L'auteure précise qu'elle a inventé une histoire et non écrit une biographie. Sa pièce met à l'avant-plan la belle complicité scientifique entre deux religieux, chercheurs en botanique, qui se transforme en amour impossible, voeu de chasteté oblige!

Ce texte met surtout en perspective «l'héritage du patrimoine catholique québécois» dont on parle tant ces jours-ci. On réalise que ce patrimoine s'est érigé, entre autres, sur le mépris de l'intelligence, la soumission des femmes à l'autorité cléricale et patriarcale, et l'ignorance de la sexualité (les protagonistes, pourtant si érudits en matière de sciences et de culture, n'ont pas la moindre image de l'anatomie du sexe opposé...).

Dans leur laboratoire, le frère Edmond (Jean Maheux) et sa complice, soeur Jeanne (Tania Kontoyanni), sont isolés de leur communauté. Comme des Pierre et Marie Curie en uniformes catholiques, on les voit assis autour d'une grande table, plongés dans le travail et leurs recherches afin d'élaborer un herbier qui deviendra plus tard ce grand ouvrage qu'est La Flore laurentienne.
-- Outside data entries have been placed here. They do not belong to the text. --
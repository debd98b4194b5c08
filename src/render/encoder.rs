//! Output encoding: raster to PNG/JPEG bytes and data URLs.

use crate::core::error::{KitError, KitResult};
use crate::core::types::{ColorFormat, ImageFormat, RasterImage};
use base64::{engine::general_purpose::STANDARD as BASE64, Engine as _};
use image::codecs::jpeg::JpegEncoder;
use image::codecs::png::PngEncoder;
use image::DynamicImage;
use std::io::Cursor;

/// Default JPEG quality.
pub const DEFAULT_JPEG_QUALITY: u8 = 90;

/// Turns a finished raster into encoded bytes.
pub trait Encoder: Send + Sync {
    /// Encode `image` in `format`.
    fn encode(&self, image: &RasterImage, format: ImageFormat) -> KitResult<Vec<u8>>;

    /// Encode `image` and wrap it in a `data:<mime>;base64,...` string.
    fn encode_data_url(&self, image: &RasterImage, format: ImageFormat) -> KitResult<String> {
        let bytes = self.encode(image, format)?;
        Ok(data_url(&bytes, format))
    }
}

/// Build a data URL from already encoded bytes.
pub fn data_url(bytes: &[u8], format: ImageFormat) -> String {
    format!("data:{};base64,{}", format.mime_type(), BASE64.encode(bytes))
}

/// Split a data URL into its format and decoded bytes.
pub fn parse_data_url(url: &str) -> KitResult<(ImageFormat, Vec<u8>)> {
    let invalid = |reason: &str| KitError::Encoding(format!("malformed data URL: {}", reason));
    let rest = url.strip_prefix("data:").ok_or_else(|| invalid("missing 'data:' prefix"))?;
    let (mime, payload) = rest
        .split_once(";base64,")
        .ok_or_else(|| invalid("missing ';base64,' marker"))?;
    let format = ImageFormat::parse(mime).ok_or_else(|| invalid("unsupported MIME type"))?;
    let bytes = BASE64
        .decode(payload)
        .map_err(|e| KitError::Encoding(format!("malformed data URL: {}", e)))?;
    Ok((format, bytes))
}

/// Encoder backed by the `image` crate codecs.
#[derive(Debug, Clone, Copy)]
pub struct RasterEncoder {
    jpeg_quality: u8,
}

impl RasterEncoder {
    /// Create an encoder with the default JPEG quality.
    pub fn new() -> Self {
        Self {
            jpeg_quality: DEFAULT_JPEG_QUALITY,
        }
    }

    /// Set the JPEG quality, clamped to 1..=100.
    pub fn with_jpeg_quality(mut self, quality: u8) -> Self {
        self.jpeg_quality = quality.clamp(1, 100);
        self
    }

    /// Configured JPEG quality.
    pub fn jpeg_quality(&self) -> u8 {
        self.jpeg_quality
    }
}

impl Default for RasterEncoder {
    fn default() -> Self {
        Self::new()
    }
}

impl Encoder for RasterEncoder {
    fn encode(&self, image: &RasterImage, format: ImageFormat) -> KitResult<Vec<u8>> {
        let mut buffer = Cursor::new(Vec::new());
        let result = match format {
            ImageFormat::Png => {
                let encoder = PngEncoder::new(&mut buffer);
                match image.info().color {
                    // PNG has no float layouts
                    ColorFormat::Rgb32F | ColorFormat::Rgba32F | ColorFormat::Unknown => {
                        DynamicImage::ImageRgba8(image.image().to_rgba8()).write_with_encoder(encoder)
                    }
                    _ => image.image().write_with_encoder(encoder),
                }
            }
            ImageFormat::Jpeg => {
                // JPEG carries no alpha
                let encoder = JpegEncoder::new_with_quality(&mut buffer, self.jpeg_quality);
                DynamicImage::ImageRgb8(image.image().to_rgb8()).write_with_encoder(encoder)
            }
        };
        result.map_err(|e| KitError::Encoding(format!("{} encoding failed: {}", format, e)))?;
        Ok(buffer.into_inner())
    }
}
Rapidement, cet espace de liberté va les rendre suspects dans leur entourage. Lorsque la soeur d'Edmond, mère Marie de la Divinité (Markita Boies), vient voir son frère dans le laboratoire, c'est davantage par crainte de le voir s'abandonner au péché de la chair... que par curiosité scientifique.

Si le texte de Pelletier distille notre intérêt, la mise en scène lourde, poussive et ennuyeuse nous distrait du propos. Anne Millaire a de la difficulté avec la notion de rythme au théâtre, étirant la pièce de longs noirs entre les scènes. Sa mise en place est aussi malhabile: le public passe trop de temps à regarder les acteurs se déplacer. Les longues scènes de toux (Edmond et Jeanne ont la tuberculose) n'ajoutent rien au récit. Heureusement, le jeu des acteurs sauve la donne, à commencer par l'interprétation de Tania Kontoyanni, tout en retenue et en vulnérabilité en Jeanne.

Malgré ses bémols, La Carnivore pourpre jette un bel éclairage sur cette période de l'histoire du Québec religieux. Et nous console des dérives du Québec actuel.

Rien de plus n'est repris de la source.